[[ Record set, beginning ]]

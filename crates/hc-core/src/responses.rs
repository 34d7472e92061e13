//! Response types returned as JSON by `hcore` commands.
//!
//! These structs define the shape of output for `hcore status`,
//! `hcore receptor`, `hcore system`, and `hcore systems`.

use std::collections::BTreeMap;

use chrono::{DateTime, Utc};
use schemars::JsonSchema;
use serde::{Deserialize, Serialize};

use crate::entities::{ReceptorCatalogEntry, ReceptorEfficiencyResult};
use crate::enums::{BodySystem, ClusterStatus};

/// Display view of one receptor paired with its computed efficiency.
#[derive(Debug, Clone, Serialize, Deserialize, JsonSchema, PartialEq, Eq)]
pub struct ReceptorCluster {
    pub id: String,
    pub name: String,
    pub icon: String,
    pub description: String,
    pub status: ClusterStatus,
    /// Efficiency truncated toward zero.
    pub efficiency: i64,
    pub receptors: Vec<String>,
    /// Enhancement factors followed by limiting factors.
    pub current_nutrients: Vec<String>,
    pub recommendations: Vec<String>,
}

/// Per-system section of `hcore status`.
#[derive(Debug, Clone, Serialize, Deserialize, JsonSchema, PartialEq)]
pub struct SystemReport {
    pub system: BodySystem,
    pub efficiency: f64,
    pub active_receptors: usize,
    pub clusters: Vec<ReceptorCluster>,
    /// Classified per-receptor results with separate limiting and enhancement factors.
    pub receptor_details: Vec<ReceptorEfficiencyResult>,
    pub commentary: String,
    pub last_updated: DateTime<Utc>,
    pub notes: String,
}

/// Response from `hcore status`.
#[derive(Debug, Clone, Serialize, Deserialize, JsonSchema, PartialEq)]
pub struct ReceptorStatusResponse {
    #[serde(default, skip_serializing_if = "Option::is_none")]
    pub user_id: Option<String>,
    pub generated_at: DateTime<Utc>,
    pub systems: BTreeMap<BodySystem, SystemReport>,
}

/// One row of `hcore systems`.
#[derive(Debug, Clone, Serialize, Deserialize, JsonSchema, PartialEq, Eq)]
pub struct SystemSummary {
    pub system: BodySystem,
    pub name: String,
    pub icon: String,
    pub description: String,
    pub receptor_count: usize,
}

/// Response from `hcore receptor <name>`.
#[derive(Debug, Clone, Serialize, Deserialize, JsonSchema, PartialEq, Eq)]
pub struct ReceptorInfoResponse {
    pub system: BodySystem,
    pub receptor_id: String,
    pub entry: ReceptorCatalogEntry,
}

/// Response from `hcore system <id>`.
#[derive(Debug, Clone, Serialize, Deserialize, JsonSchema, PartialEq, Eq)]
pub struct SystemReceptorsResponse {
    pub system: BodySystem,
    pub count: usize,
    pub receptors: BTreeMap<String, ReceptorCatalogEntry>,
}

[[ Record set, end ]]

# About this task
Copy out each line of the records that holds the string "Option".

# Solution
    #[serde(default, skip_serializing_if = "Option::is_none")]
    pub user_id: Option<String>,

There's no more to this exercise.